Mulberry Island is located along the James River in the city of Newport News, Virginia, in southeastern Virginia at the confluence of the Warwick River on the Virginia Peninsula.

History

Mulberry Island, settled shortly after Jamestown, was established a few miles downriver in 1607. It was at Mulberry Island where the colonists who were preparing to leave Virginia during the Starving Time in 1610 were met by Thomas West, 3rd Baron De La Warr with fresh provisions from England. By 1614, thousands of acres were under cultivation with tobacco, the export crop introduced by John Rolfe which saved the Virginia Colony financially. In 1619, Mulberry Island was part of the plantation held by William Pierce, father-in-law of Rolfe.

During the American Civil War, Mulberry Island was the southern end of the Warwick Line, a series of defensive works built across the Virginia Peninsula to Yorktown manned by troops of Confederate General John B. Magruder during the Peninsula Campaign of 1862.

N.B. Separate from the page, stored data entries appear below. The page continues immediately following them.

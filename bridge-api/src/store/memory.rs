/*
 * Copyright 2025 DigitalBridge
 *
 * Licensed under either of
 *
 * * Apache License, Version 2.0
 *   (http://www.apache.org/licenses/LICENSE-2.0)
 * * MIT license
 *   (http://opensource.org/licenses/MIT)
 *
 * at your option.
 */

use crate::models::{ContactSubmission, NewSubmission, SubmissionStatus};
use crate::store::{StoreError, SubmissionStore};
use async_trait::async_trait;
use chrono::Utc;
use std::collections::HashMap;
use tokio::sync::RwLock;
use uuid::Uuid;

/// In-memory submission store.
///
/// Backs the server when no `DATABASE_URL` is configured and the test
/// suite. Last write wins on concurrent status updates of the same id,
/// matching the Postgres behavior.
#[derive(Default)]
pub struct MemorySubmissionStore {
    submissions: RwLock<Vec<ContactSubmission>>,
    roles: RwLock<HashMap<String, String>>,
}

impl MemorySubmissionStore {
    pub fn new() -> Self {
        Self::default()
    }

    /// Record a profile role, standing in for the `profiles` table.
    pub async fn set_role(&self, email: &str, role: &str) {
        let mut roles = self.roles.write().await;
        roles.insert(email.to_string(), role.to_string());
    }
}

#[async_trait]
impl SubmissionStore for MemorySubmissionStore {
    async fn insert(&self, submission: NewSubmission) -> Result<ContactSubmission, StoreError> {
        let stored = ContactSubmission {
            id: Uuid::new_v4().to_string(),
            name: submission.name,
            email: submission.email,
            phone: submission.phone,
            company: submission.company,
            subject: submission.subject,
            message: submission.message,
            service_interest: submission.service_interest,
            status: SubmissionStatus::New.as_str().to_string(),
            is_read: false,
            created_at: Utc::now(),
        };
        let mut submissions = self.submissions.write().await;
        submissions.push(stored.clone());
        Ok(stored)
    }

    async fn list_all(&self) -> Result<Vec<ContactSubmission>, StoreError> {
        let submissions = self.submissions.read().await;
        let mut all = submissions.clone();
        all.sort_by(|a, b| b.created_at.cmp(&a.created_at));
        Ok(all)
    }

    async fn update_status(&self, id: &str, status: SubmissionStatus) -> Result<(), StoreError> {
        let mut submissions = self.submissions.write().await;
        match submissions.iter_mut().find(|s| s.id == id) {
            Some(s) => {
                s.status = status.as_str().to_string();
                s.is_read = true;
                Ok(())
            }
            None => Err(StoreError::NotFound),
        }
    }

    async fn role_for(&self, email: &str) -> Result<Option<String>, StoreError> {
        let roles = self.roles.read().await;
        Ok(roles.get(email).cloned())
    }
}

#[cfg(test)]
mod tests {
    use super::*;

    fn submission(name: &str) -> NewSubmission {
        NewSubmission {
            name: name.to_string(),
            email: format!("{}@x.com", name),
            message: "Hello".to_string(),
            ..Default::default()
        }
    }

    #[tokio::test]
    async fn insert_assigns_defaults() {
        let store = MemorySubmissionStore::new();
        let stored = store.insert(submission("jane")).await.unwrap();
        assert!(!stored.id.is_empty());
        assert_eq!(stored.status, "new");
        assert!(!stored.is_read);
    }

    #[tokio::test]
    async fn identical_payloads_get_distinct_ids() {
        let store = MemorySubmissionStore::new();
        let a = store.insert(submission("jane")).await.unwrap();
        let b = store.insert(submission("jane")).await.unwrap();
        assert_ne!(a.id, b.id);
        assert_eq!(store.list_all().await.unwrap().len(), 2);
    }

    #[tokio::test]
    async fn list_all_is_newest_first() {
        let store = MemorySubmissionStore::new();
        for name in ["first", "second", "third"] {
            store.insert(submission(name)).await.unwrap();
            // created_at must strictly increase for the ordering check
            tokio::time::sleep(std::time::Duration::from_millis(2)).await;
        }
        let all = store.list_all().await.unwrap();
        assert_eq!(all[0].name, "third");
        assert_eq!(all[2].name, "first");
        assert!(all[0].created_at >= all[1].created_at);
        assert!(all[1].created_at >= all[2].created_at);
    }

    #[tokio::test]
    async fn update_status_marks_read_and_keeps_immutable_fields() {
        let store = MemorySubmissionStore::new();
        let stored = store.insert(submission("jane")).await.unwrap();

        store
            .update_status(&stored.id, SubmissionStatus::Archived)
            .await
            .unwrap();

        let all = store.list_all().await.unwrap();
        let updated = all.iter().find(|s| s.id == stored.id).unwrap();
        assert_eq!(updated.status, "archived");
        assert!(updated.is_read);
        assert_eq!(updated.name, stored.name);
        assert_eq!(updated.email, stored.email);
        assert_eq!(updated.message, stored.message);
        assert_eq!(updated.created_at, stored.created_at);
    }

    #[tokio::test]
    async fn update_status_on_unknown_id_is_not_found() {
        let store = MemorySubmissionStore::new();
        let err = store
            .update_status("nonexistent-id", SubmissionStatus::Completed)
            .await
            .unwrap_err();
        assert!(matches!(err, StoreError::NotFound));
        assert!(store.list_all().await.unwrap().is_empty());
    }

    #[tokio::test]
    async fn role_lookup() {
        let store = MemorySubmissionStore::new();
        assert_eq!(store.role_for("op@x.com").await.unwrap(), None);
        store.set_role("op@x.com", "admin").await;
        assert_eq!(
            store.role_for("op@x.com").await.unwrap().as_deref(),
            Some("admin")
        );
    }
}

From 1898 to 1918, Mulberry Island was home to Davis & Kimpton Brickyard.  The brickyard sat on the west bank of the Warwick River.

Prior to its acquisition by the U.S. government for $538,000, Mulberry Island was primarily farmland. During the first World War, Camp Abraham Eustis was established on the historic island and adjacent land in Warwick County, upstream from Newport News Shipbuilding and Drydock Company. Named for Abraham Eustis, a famous U.S. Army General from Petersburg, the camp had balloon observation school, and an artillery school that remained in operation through the end of World War II.  Camp Eustis became Fort Eustis and a permanent Army base in 1923.  In 2010, it was combined with nearby Langley Air Force Base to form Joint Base Langley–Eustis.

Modern times

Fort Eustis is currently home to the United States Army Training and Doctrine Command (TRADOC). Since 1958, following a political consolidation of the former Warwick County with the independent city of Newport News, almost all of the base and all of Mulberry Island are located within the corporate limits of Newport News. An Army Aviation School is also located at Fort Eustis.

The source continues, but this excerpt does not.